Why Unfinished Tasks Drain Your Energy

Woman writing colourful post it notes (she is left handed) and sticking them into a page in her diary. She's seated at a wooden table that also has her laptop, glasses, and a white vase containing orange roses. She is wearing a grey short-sleeved top and the photo cuts off at her chin - we only shows her chin and some brown hair hanging down.
Image: iStock/AndreyPopov

Mental overload often comes from open loops, not workload.

Have you ever noticed how unfinished tasks seem to follow you around mentally?

Maybe it’s an unanswered email.

Or a phone call you still need to make.

Something sitting on your to-do list for weeks.

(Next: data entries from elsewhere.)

//! PostgreSQL catalog queries and assembly.
//!
//! Every query is scoped to `current_schema()` and takes the table name as
//! its only parameter. Catalog columns of domain types (`sql_identifier`,
//! `cardinal_number`) are cast to plain `text` and `int4`.

use std::collections::HashSet;
use std::sync::LazyLock;

use regex::Regex;
use tracing::{debug, warn};

use super::{finish_table, fold_indices, fold_unique, parse_index_definition, CatalogIndex};
use crate::error::{Error, Result};
use crate::ident::validate_identifier;
use crate::schema::{ColumnSchema, DefaultValue, TableSchema};
use crate::types::ColumnType;

/// Lists user tables.
pub const LIST_TABLES: &str = "SELECT table_name::text FROM information_schema.tables \
     WHERE table_schema = current_schema() AND table_type = 'BASE TABLE' \
     ORDER BY table_name";

/// Columns: `column_name, data_type, is_nullable, column_default,
/// character_maximum_length`.
pub const COLUMNS: &str = "SELECT column_name::text, data_type::text, is_nullable::text, \
     column_default::text, character_maximum_length::int4 \
     FROM information_schema.columns \
     WHERE table_schema = current_schema() AND table_name = %s \
     ORDER BY ordinal_position";

/// Primary-key columns in key order: `attname`.
pub const PRIMARY_KEY: &str = "SELECT a.attname::text \
     FROM pg_catalog.pg_index ix \
     JOIN pg_catalog.pg_attribute a ON a.attrelid = ix.indrelid AND a.attnum = ANY(ix.indkey) \
     WHERE ix.indrelid = %s::text::regclass AND ix.indisprimary \
     ORDER BY array_position(ix.indkey, a.attnum)";

/// Primary-key and unique constraints: `conname, contype, definition`.
pub const CONSTRAINTS: &str = "SELECT con.conname::text, con.contype::text, \
     pg_catalog.pg_get_constraintdef(con.oid) AS definition \
     FROM pg_catalog.pg_constraint con \
     WHERE con.conrelid = %s::text::regclass AND con.contype IN ('p', 'u') \
     ORDER BY con.conname";

/// Indices: `indexname, indexdef`.
pub const INDEXES: &str = "SELECT indexname::text, indexdef FROM pg_catalog.pg_indexes \
     WHERE schemaname = current_schema() AND tablename = %s \
     ORDER BY indexname";

static CONSTRAINT_COLUMNS: LazyLock<Regex> = LazyLock::new(|| {
    Regex::new(r"(?i)^UNIQUE(?:\s+NULLS\s+NOT\s+DISTINCT)?\s*\((.+)\)$").expect("valid regex")
});

/// One row of `information_schema.columns`.
#[derive(Debug, Clone, PartialEq, Eq)]
pub struct ColumnRow {
    pub name: String,
    pub data_type: String,
    /// `YES` or `NO`.
    pub is_nullable: String,
    pub default: Option<String>,
    pub character_maximum_length: Option<i32>,
}

/// One row of `pg_constraint`.
#[derive(Debug, Clone, PartialEq, Eq)]
pub struct ConstraintRow {
    pub name: String,
    /// `p` or `u`.
    pub kind: String,
    /// Output of `pg_get_constraintdef`, e.g. `UNIQUE (a, b)`.
    pub definition: String,
}

/// One row of `pg_indexes`.
#[derive(Debug, Clone, PartialEq, Eq)]
pub struct IndexRow {
    pub name: String,
    pub definition: String,
}

/// Everything read from the catalog for one table.
#[derive(Debug, Clone, Default, PartialEq, Eq)]
pub struct Catalog {
    pub columns: Vec<ColumnRow>,
    pub primary_key: Vec<String>,
    pub constraints: Vec<ConstraintRow>,
    pub indices: Vec<IndexRow>,
}

/// Assembles the catalog rows of `table` into a canonical schema.
///
/// # Errors
///
/// Returns [`Error::TableDoesNotExist`] when the catalog has no columns
/// for the table, [`Error::Schema`] for column types neither dialect knows.
pub fn assemble(table: &str, catalog: Catalog) -> Result<TableSchema> {
    validate_identifier(table)?;
    if catalog.columns.is_empty() {
        return Err(Error::TableDoesNotExist {
            table: table.to_string(),
            source: None,
        });
    }

    let single_key = catalog.primary_key.len() == 1;
    let mut columns = Vec::with_capacity(catalog.columns.len());
    for row in catalog.columns {
        let primary = catalog.primary_key.contains(&row.name);
        let type_name = match row.character_maximum_length {
            Some(length) => format!("{}({length})", row.data_type),
            None => row.data_type.clone(),
        };
        let sequence = row
            .default
            .as_deref()
            .is_some_and(|d| d.trim_start().starts_with("nextval("));
        if sequence && !(primary && single_key) {
            warn!(table, column = %row.name, "Ignoring sequence default outside a single primary key");
        }
        columns.push(ColumnSchema {
            column_type: ColumnType::native(&type_name)?,
            nullable: row.is_nullable.eq_ignore_ascii_case("YES") && !primary,
            primary,
            unique: false,
            index: primary,
            autoincrement: sequence && primary && single_key,
            default: row.default.as_deref().and_then(DefaultValue::from_catalog),
            description: None,
            name: row.name,
        });
    }

    let backing: HashSet<&str> = catalog.constraints.iter().map(|c| c.name.as_str()).collect();
    let mut unique_sets = Vec::new();
    for constraint in catalog.constraints.iter().filter(|c| c.kind == "u") {
        match constraint_columns(&constraint.definition) {
            Some(names) => unique_sets.push(names),
            None => warn!(constraint = %constraint.name, "Skipping unreadable unique constraint"),
        }
    }

    let mut found = Vec::new();
    for index in &catalog.indices {
        if backing.contains(index.name.as_str()) {
            continue;
        }
        match parse_index_definition(&index.definition) {
            Some(parsed) => found.push(CatalogIndex {
                name: index.name.clone(),
                columns: parsed.columns,
                unique: index.definition.trim_start().to_uppercase().starts_with("CREATE UNIQUE"),
                nulls_equal: parsed.nulls_not_distinct || parsed.coalesced,
            }),
            None => warn!(index = %index.name, "Skipping expression index"),
        }
    }

    let constraints = fold_unique(&mut columns, unique_sets);
    let indices = fold_indices(table, &mut columns, found);
    debug!(table, columns = columns.len(), indices = indices.len(), "Introspected PostgreSQL table");
    finish_table(table, columns, constraints, indices)
}

fn constraint_columns(definition: &str) -> Option<Vec<String>> {
    let caps = CONSTRAINT_COLUMNS.captures(definition.trim())?;
    let names: Vec<String> = caps[1]
        .split(',')
        .map(|c| c.trim().trim_matches('"').to_string())
        .collect();
    names
        .iter()
        .all(|n| validate_identifier(n).is_ok())
        .then_some(names)
}

#[cfg(test)]
mod tests {
    use super::*;
    use crate::schema::{ConstraintSchema, IndexSchema};

    fn column(name: &str, data_type: &str, nullable: bool, default: Option<&str>) -> ColumnRow {
        ColumnRow {
            name: name.to_string(),
            data_type: data_type.to_string(),
            is_nullable: String::from(if nullable { "YES" } else { "NO" }),
            default: default.map(str::to_string),
            character_maximum_length: None,
        }
    }

    fn constraint(name: &str, kind: &str, definition: &str) -> ConstraintRow {
        ConstraintRow {
            name: name.to_string(),
            kind: kind.to_string(),
            definition: definition.to_string(),
        }
    }

    fn index(name: &str, definition: &str) -> IndexRow {
        IndexRow {
            name: name.to_string(),
            definition: definition.to_string(),
        }
    }

    #[test]
    fn test_missing_table() {
        assert!(assemble("nope", Catalog::default())
            .unwrap_err()
            .is_table_missing());
    }

    #[test]
    fn test_bigserial_primary_key() {
        let catalog = Catalog {
            columns: vec![
                column("id", "bigint", false, Some("nextval('pokemon_id_seq'::regclass)")),
                column("name", "character varying", true, Some("'unknown'::character varying")),
                column("caught_at", "timestamp without time zone", true, None),
            ],
            primary_key: vec![String::from("id")],
            constraints: vec![constraint("pokemon_pkey", "p", "PRIMARY KEY (id)")],
            indices: vec![index(
                "pokemon_pkey",
                "CREATE UNIQUE INDEX pokemon_pkey ON public.pokemon USING btree (id)",
            )],
        };
        let table = assemble("pokemon", catalog).unwrap();
        let id = table.column("id").unwrap();
        assert!(id.primary && id.autoincrement && !id.nullable);
        assert_eq!(id.default, None);
        assert_eq!(id.column_type, ColumnType::Native(String::from("BIGINT")));
        let name = table.column("name").unwrap();
        assert_eq!(name.column_type, ColumnType::Native(String::from("VARCHAR")));
        assert_eq!(name.default, Some(DefaultValue::Text(String::from("unknown"))));
        assert_eq!(
            table.column("caught_at").unwrap().column_type,
            ColumnType::Native(String::from("TIMESTAMP"))
        );
        assert!(table.indices.is_empty());
    }

    #[test]
    fn test_varchar_length() {
        let mut code = column("code", "character varying", false, None);
        code.character_maximum_length = Some(8);
        let catalog = Catalog {
            columns: vec![code],
            ..Catalog::default()
        };
        let table = assemble("t", catalog).unwrap();
        assert_eq!(
            table.columns[0].column_type,
            ColumnType::Native(String::from("VARCHAR(8)"))
        );
    }

    #[test]
    fn test_constraints_and_indices() {
        let catalog = Catalog {
            columns: vec![
                column("a", "text", false, None),
                column("b", "text", true, None),
                column("c", "integer", true, Some("0")),
            ],
            primary_key: vec![],
            constraints: vec![
                constraint("t_a_key", "u", "UNIQUE (a)"),
                constraint("t_b_c_key", "u", "UNIQUE (b, c)"),
            ],
            indices: vec![
                index("t_a_key", "CREATE UNIQUE INDEX t_a_key ON public.t USING btree (a)"),
                index("t_b_c_key", "CREATE UNIQUE INDEX t_b_c_key ON public.t USING btree (b, c)"),
                index("index__t__c", "CREATE INDEX index__t__c ON public.t USING btree (c)"),
                index(
                    "index__t__b__c",
                    "CREATE UNIQUE INDEX index__t__b__c ON public.t USING btree (b, c) NULLS NOT DISTINCT",
                ),
            ],
        };
        let table = assemble("t", catalog).unwrap();
        assert!(table.column("a").unwrap().unique);
        assert!(table.column("c").unwrap().index);
        assert_eq!(table.column("c").unwrap().default, Some(DefaultValue::Integer(0)));
        assert_eq!(table.constraints, vec![ConstraintSchema::unique(["b", "c"])]);
        assert_eq!(
            table.indices,
            vec![IndexSchema {
                name: String::from("index__t__b__c"),
                columns: vec![String::from("b"), String::from("c")],
                unique: true,
                nulls_equal: true,
            }]
        );
    }

    #[test]
    fn test_unique_index_without_nulls_not_distinct() {
        let catalog = Catalog {
            columns: vec![column("a", "text", true, None), column("b", "text", true, None)],
            indices: vec![index(
                "ix",
                "CREATE UNIQUE INDEX ix ON public.t USING btree (a, b)",
            )],
            ..Catalog::default()
        };
        let table = assemble("t", catalog).unwrap();
        assert!(!table.indices[0].nulls_equal);
    }

    #[test]
    fn test_coalesce_index_reads_as_nulls_equal() {
        let catalog = Catalog {
            columns: vec![column("a", "text", true, None), column("b", "text", true, None)],
            indices: vec![index(
                "ix",
                "CREATE UNIQUE INDEX ix ON public.t USING btree \
                 (COALESCE(a, ''::text), COALESCE(b, ''::text))",
            )],
            ..Catalog::default()
        };
        let table = assemble("t", catalog).unwrap();
        assert_eq!(
            table.indices,
            vec![IndexSchema {
                name: String::from("ix"),
                columns: vec![String::from("a"), String::from("b")],
                unique: true,
                nulls_equal: true,
            }]
        );
    }

    #[test]
    fn test_constraint_columns() {
        assert_eq!(
            constraint_columns("UNIQUE NULLS NOT DISTINCT (a, \"b\")"),
            Some(vec![String::from("a"), String::from("b")])
        );
        assert_eq!(constraint_columns("CHECK (a > 0)"), None);
    }
}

Even a decision you haven’t quite made yet.

The thing is, psychology suggests unfinished tasks stay more active in the mind than completed ones.

It’s known as the Zeigarnik Effect, named after psychologist Bluma Zeigarnik, who noticed that waiters in cafés often remembered unpaid orders better than completed ones. Once the bill was paid and the task finished, the memory faded surprisingly quickly.

Our brains appear to keep “open loops” mentally active.

And that means mental clutter is often less about how much we have to do… and more about how many things feel unresolved.

This matters because many of us have dozens of unfinished mental tabs open at the same time. Like:

Reply to that message.

Book that appointment.

Sort out the paperwork.

Make that difficult decision.

Start the thing I’ve been putting off.

Even when we’re resting, part of the mind is still quietly holding onto these unfinished loops.

But here’s the interesting part:

Research suggests that just making a clear plan for a task can reduce the brain’s tension around it – even before you complete the task. And by ‘plan’, I mean even just making a note.

In other words, the brain relaxes when it feels something has been safely “captured.”

Why?

Because the brain tends to experience captured tasks differently from uncaptured ones.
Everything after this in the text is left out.